🤖 AI Summary
To address the challenges of short length, high domain specificity, and deeply embedded themes in aviation safety incident reports, this study systematically evaluates four topic modeling techniques—pLSA, LSA, LDA, and NMF—on Australian Transport Safety Bureau (ATSB) incident narratives, constituting the first such assessment in aviation safety analysis. Employing standardized text preprocessing and a multi-dimensional evaluation framework—including topic coherence, operational interpretability, and keyword focus—we find that LDA achieves the best overall performance in thematic coherence and safety-practice interpretability, whereas NMF excels significantly in precise keyword extraction. The study delineates the contextual applicability boundaries and limitations of each model within aviation safety, providing empirically grounded guidance for regulatory agencies selecting appropriate topic modeling approaches.
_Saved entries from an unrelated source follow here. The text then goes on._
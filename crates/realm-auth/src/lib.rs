//! Identity token verification for Realm.
//!
//! The HTTP layer issues signed identity tokens at login. This crate only
//! *consumes* them: a socket client submits its token in an
//! `authenticate` event and a [`TokenVerifier`] turns it into an
//! [`Identity`], or explains why it can't.
//!
//! Verification is pure and synchronous (CPU-bound signature checking
//! against a secret fixed at process start), so it can run inside the
//! presence event loop without introducing a suspension point.

mod error;
mod identity;
mod jwt;

pub use error::AuthError;
pub use identity::{Identity, Role, UserId};
pub use jwt::{JwtVerifier, MIN_SECRET_LEN, TokenClaims};

use realm_protocol::RawToken;

/// Validates a client's identity token and returns who they are.
///
/// Implement this to plug in a different token format. Tests use small
/// hand-written verifiers; production uses [`JwtVerifier`].
///
/// # Example
///
/// ```rust
/// use realm_auth::{AuthError, Identity, Role, TokenVerifier, UserId};
/// use realm_protocol::RawToken;
///
/// /// Treats the token as `<id>:<name>`. Development only.
/// struct DevVerifier;
///
/// impl TokenVerifier for DevVerifier {
///     fn verify(&self, token: &RawToken) -> Result<Identity, AuthError> {
///         if token.is_empty() {
///             return Err(AuthError::TokenMissing);
///         }
///         let (id, name) =
///             token.as_str().split_once(':').ok_or(AuthError::TokenMalformed)?;
///         let id: u64 = id.parse().map_err(|_| AuthError::TokenMalformed)?;
///         Ok(Identity::new(UserId(id), name, Role::User))
///     }
/// }
/// ```
pub trait TokenVerifier: Send + Sync + 'static {
    /// Checks, in order: presence, structure and signature, expiry.
    ///
    /// # Errors
    /// - [`AuthError::TokenMissing`]: nothing was submitted
    /// - [`AuthError::TokenMalformed`]: not a token, or unusable claims
    /// - [`AuthError::TokenInvalidSignature`]: signed with another key
    /// - [`AuthError::TokenExpired`]: past its `exp`
    fn verify(&self, token: &RawToken) -> Result<Identity, AuthError>;
}
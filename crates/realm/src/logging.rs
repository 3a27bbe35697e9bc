//! Log output setup for binaries embedding the server.

use tracing_subscriber::EnvFilter;

use crate::RealmError;

/// Installs a `fmt` subscriber filtered by `filter`
/// (e.g. `info,realm::activity=debug`).
///
/// # Errors
/// [`RealmError::Config`] if the directive does not parse or a global
/// subscriber is already installed.
pub fn init_logging(filter: &str) -> Result<(), RealmError> {
    let filter = EnvFilter::try_new(filter)
        .map_err(|e| RealmError::Config(format!("log filter `{filter}`: {e}")))?;
    tracing_subscriber::fmt()
        .with_env_filter(filter)
        .try_init()
        .map_err(|e| RealmError::Config(format!("logging already initialized: {e}")))
}
//! Socket events: every type that travels over a client connection.
//!
//! Frames are adjacently tagged JSON objects. An inbound ping looks like
//! `{ "event": "ping", "data": 1700000000000 }`, an outbound login notice
//! like `{ "event": "login_notification", "data": { "username": "...",
//! "timestamp": "2024-05-01T12:00:00Z" } }`.

use chrono::{DateTime, Utc};
use realm_transport::ConnectionId;
use serde::de::IgnoredAny;
use serde::{Deserialize, Deserializer, Serialize, Serializer};

// ---------------------------------------------------------------------------
// Authenticate payload
// ---------------------------------------------------------------------------

/// The payload of an `authenticate` event as clients actually send it.
///
/// Older clients send the token as a bare string, newer ones wrap it in
/// an object. Both are accepted here and nowhere else: call
/// [`RawToken::from_payload`] at the boundary and pass the normalized
/// token on. Any other shape still decodes, as `Unrecognized`, so the
/// client gets an `auth_error` rather than a generic frame error.
#[derive(Debug, Clone, PartialEq, Eq, Serialize, Deserialize)]
#[serde(untagged)]
pub enum AuthenticatePayload {
    /// `"eyJhbGciOi..."`
    Bare(String),
    /// `{ "token": "eyJhbGciOi..." }`
    Wrapped {
        #[serde(default)]
        token: Option<String>,
    },
    /// `42`, `[..]`, `{ "token": 123 }`, ...
    Unrecognized(Unrecognized),
}

/// Placeholder for an authenticate payload of no known shape. Its
/// contents are discarded on decode and it encodes as `null`.
#[derive(Debug, Clone, Copy, PartialEq, Eq, Default)]
pub struct Unrecognized;

impl<'de> Deserialize<'de> for Unrecognized {
    fn deserialize<D: Deserializer<'de>>(deserializer: D) -> Result<Self, D::Error> {
        IgnoredAny::deserialize(deserializer)?;
        Ok(Self)
    }
}

impl Serialize for Unrecognized {
    fn serialize<S: Serializer>(&self, serializer: S) -> Result<S::Ok, S::Error> {
        serializer.serialize_unit()
    }
}

/// A token exactly as submitted by the client, not yet verified.
///
/// An empty `raw` means the client sent no token at all. A malformed
/// token came in a payload shape that carries no usable string.
#[derive(Debug, Clone, PartialEq, Eq, Default)]
pub struct RawToken {
    pub raw: String,
    malformed: bool,
}

impl RawToken {
    /// Creates a raw token from a string.
    pub fn new(raw: impl Into<String>) -> Self {
        Self {
            raw: raw.into(),
            malformed: false,
        }
    }

    /// A token that could not be read out of the client's payload.
    pub fn malformed() -> Self {
        Self {
            raw: String::new(),
            malformed: true,
        }
    }

    /// Normalizes whatever shape the client sent into a single token.
    pub fn from_payload(payload: Option<AuthenticatePayload>) -> Self {
        match payload {
            Some(AuthenticatePayload::Bare(token)) => Self::new(token),
            Some(AuthenticatePayload::Wrapped { token }) => {
                Self::new(token.unwrap_or_default())
            }
            Some(AuthenticatePayload::Unrecognized(_)) => Self::malformed(),
            None => Self::default(),
        }
    }

    /// `true` when the payload had no readable token shape.
    pub fn is_malformed(&self) -> bool {
        self.malformed
    }

    /// Returns the token with surrounding whitespace removed.
    pub fn as_str(&self) -> &str {
        self.raw.trim()
    }

    /// `true` when there is nothing to verify.
    pub fn is_empty(&self) -> bool {
        self.as_str().is_empty()
    }
}

// ---------------------------------------------------------------------------
// Inbound
// ---------------------------------------------------------------------------

/// A free-form feed item submitted by a client.
#[derive(Debug, Clone, PartialEq, Eq, Serialize, Deserialize)]
pub struct ActivityItem {
    pub message: String,
    #[serde(rename = "type", default = "default_activity_kind")]
    pub kind: String,
}

fn default_activity_kind() -> String {
    "info".to_string()
}

/// A chat line as the client submits it (no author, no timestamp).
#[derive(Debug, Clone, PartialEq, Eq, Serialize, Deserialize)]
pub struct ChatDraft {
    pub message: String,
}

/// A client announcing it is about to leave.
#[derive(Debug, Clone, PartialEq, Eq, Default, Serialize, Deserialize)]
pub struct DisconnectRequest {
    #[serde(default)]
    pub reason: String,
}

/// Events a client may send.
#[derive(Debug, Clone, PartialEq, Eq, Serialize, Deserialize)]
#[serde(tag = "event", content = "data", rename_all = "snake_case")]
pub enum ClientEvent {
    /// Submit an identity token. `null` means no token was given.
    Authenticate(Option<AuthenticatePayload>),

    /// Latency probe carrying the client's clock in milliseconds.
    Ping(u64),

    /// A feed item to share with everyone online.
    Activity(ActivityItem),

    /// A chat line to share with everyone online.
    ChatMessage(ChatDraft),

    /// Voluntary disconnect.
    Disconnect(DisconnectRequest),
}

// ---------------------------------------------------------------------------
// Outbound
// ---------------------------------------------------------------------------

/// Payload of `login_notification` and `logout_notification`.
#[derive(Debug, Clone, PartialEq, Eq, Serialize, Deserialize)]
pub struct PresenceNotice {
    pub username: String,
    pub timestamp: DateTime<Utc>,
}

/// Payload of an outbound `activity` event.
#[derive(Debug, Clone, PartialEq, Eq, Serialize, Deserialize)]
pub struct ActivityFeedItem {
    pub message: String,
    #[serde(rename = "type")]
    pub kind: String,
    pub timestamp: DateTime<Utc>,
}

/// Payload of an outbound `chat_message` event.
#[derive(Debug, Clone, PartialEq, Eq, Serialize, Deserialize)]
pub struct ChatLine {
    pub username: String,
    pub message: String,
    pub timestamp: DateTime<Utc>,
}

/// Severity of an operator broadcast.
#[derive(
    Debug, Clone, Copy, PartialEq, Eq, Default, Serialize, Deserialize,
)]
#[serde(rename_all = "lowercase")]
pub enum SystemMessageKind {
    #[default]
    Info,
    Warning,
    Alert,
}

/// Payload of `system_message`.
#[derive(Debug, Clone, PartialEq, Eq, Serialize, Deserialize)]
pub struct SystemNotice {
    pub message: String,
    #[serde(rename = "type")]
    pub kind: SystemMessageKind,
}

/// Payload of `mass_disconnect`.
#[derive(Debug, Clone, PartialEq, Eq, Serialize, Deserialize)]
pub struct MassDisconnectNotice {
    pub message: String,
    pub timestamp: DateTime<Utc>,
}

/// Events the server sends.
#[derive(Debug, Clone, PartialEq, Eq, Serialize, Deserialize)]
#[serde(tag = "event", content = "data", rename_all = "snake_case")]
pub enum ServerEvent {
    /// The submitted token was accepted.
    AuthSuccess { username: String },

    /// The submitted token was rejected. The connection stays open.
    AuthError { message: String },

    /// Number of distinct authenticated players online.
    PlayersCount(u64),

    LoginNotification(PresenceNotice),

    LogoutNotification(PresenceNotice),

    Activity(ActivityFeedItem),

    ChatMessage(ChatLine),

    SystemMessage(SystemNotice),

    /// Every session was torn down by an operator.
    MassDisconnect(MassDisconnectNotice),

    /// Echo of a `ping`.
    Pong(u64),

    /// A frame could not be handled (bad JSON, not authenticated, ...).
    Error { message: String },
}

// ---------------------------------------------------------------------------
// Recipient
// ---------------------------------------------------------------------------

/// Who an outbound event is addressed to.
#[derive(Debug, Clone, Copy, PartialEq, Eq)]
pub enum Recipient {
    /// Every open connection, authenticated or not.
    All,

    /// One specific connection.
    Connection(ConnectionId),

    /// Every open connection except one.
    AllExcept(ConnectionId),
}

// =========================================================================
// Tests
// =========================================================================
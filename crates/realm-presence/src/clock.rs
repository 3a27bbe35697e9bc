//! Time sources for the presence service.
//!
//! Two kinds of time are needed: a monotonic instant for idle
//! bookkeeping, and a wall-clock timestamp stamped on outbound events.

use std::sync::{Arc, Mutex, PoisonError};
use std::time::{Duration, Instant};

use chrono::{DateTime, Utc};

pub trait Clock: Send + Sync + 'static {
    /// Monotonic now, used for last-seen and idle checks.
    fn now(&self) -> Instant;

    /// Wall-clock now, used for event timestamps.
    fn wall(&self) -> DateTime<Utc>;
}

/// The real clock.
///
/// `now` goes through Tokio's clock, so `tokio::time::pause()` in tests
/// freezes idle bookkeeping along with the sweep timer.
#[derive(Debug, Clone, Copy, Default)]
pub struct SystemClock;

impl Clock for SystemClock {
    fn now(&self) -> Instant {
        tokio::time::Instant::now().into_std()
    }

    fn wall(&self) -> DateTime<Utc> {
        Utc::now()
    }
}

/// A clock that only moves when told to.
///
/// Clones share the same time, so a test can keep one and hand another to
/// the service.
#[derive(Debug, Clone)]
pub struct ManualClock {
    inner: Arc<Mutex<(Instant, DateTime<Utc>)>>,
}

impl ManualClock {
    pub fn new() -> Self {
        Self {
            inner: Arc::new(Mutex::new((Instant::now(), Utc::now()))),
        }
    }

    /// Moves both clocks forward by `by`, stopping at the latest
    /// representable time instead of overflowing.
    pub fn advance(&self, by: Duration) {
        let mut guard = self.inner.lock().unwrap_or_else(PoisonError::into_inner);
        if let Some(now) = guard.0.checked_add(by) {
            guard.0 = now;
        }
        let by = chrono::Duration::from_std(by).unwrap_or(chrono::Duration::MAX);
        guard.1 = guard.1.checked_add_signed(by).unwrap_or(DateTime::<Utc>::MAX_UTC);
    }
}

impl Default for ManualClock {
    fn default() -> Self {
        Self::new()
    }
}

impl Clock for ManualClock {
    fn now(&self) -> Instant {
        self.inner.lock().unwrap_or_else(PoisonError::into_inner).0
    }

    fn wall(&self) -> DateTime<Utc> {
        self.inner.lock().unwrap_or_else(PoisonError::into_inner).1
    }
}

#[cfg(test)]
mod tests {
    use super::*;

    #[test]
    fn test_manual_clock_advances_both_clocks() {
        let clock = ManualClock::new();
        let (t0, w0) = (clock.now(), clock.wall());

        clock.advance(Duration::from_secs(90));

        assert_eq!(clock.now() - t0, Duration::from_secs(90));
        assert_eq!((clock.wall() - w0).num_seconds(), 90);
    }

    #[test]
    fn test_manual_clock_huge_advance_saturates() {
        let clock = ManualClock::new();
        let t0 = clock.now();

        clock.advance(Duration::MAX);
        clock.advance(Duration::MAX);

        assert!(clock.now() >= t0);
        assert_eq!(clock.wall(), DateTime::<Utc>::MAX_UTC);
    }

    #[test]
    fn test_manual_clock_clones_share_time() {
        let clock = ManualClock::new();
        let other = clock.clone();
        clock.advance(Duration::from_secs(1));
        assert_eq!(clock.now(), other.now());
    }
}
By bridging a critical methodological gap, it advances the application of NLP in high-stakes, domain-intensive short-text safety analytics.
📝 Abstract
Improvements in aviation safety analysis call for innovative techniques to extract valuable insights from the abundance of textual data available in accident reports. This paper explores the application of four prominent topic modelling techniques, namely Probabilistic Latent Semantic Analysis (pLSA), Latent Semantic Analysis (LSA), Latent Dirichlet Allocation (LDA), and Non-negative Matrix Factorization (NMF), to dissect aviation incident narratives using the Australian Transport Safety Bureau (ATSB) dataset. The study examines each technique's ability to unveil latent thematic structures within the data, providing safety professionals with a systematic approach to gain actionable insights. Through a comparative analysis, this research not only showcases the potential of these methods in aviation safety but also elucidates their distinct advantages and limitations.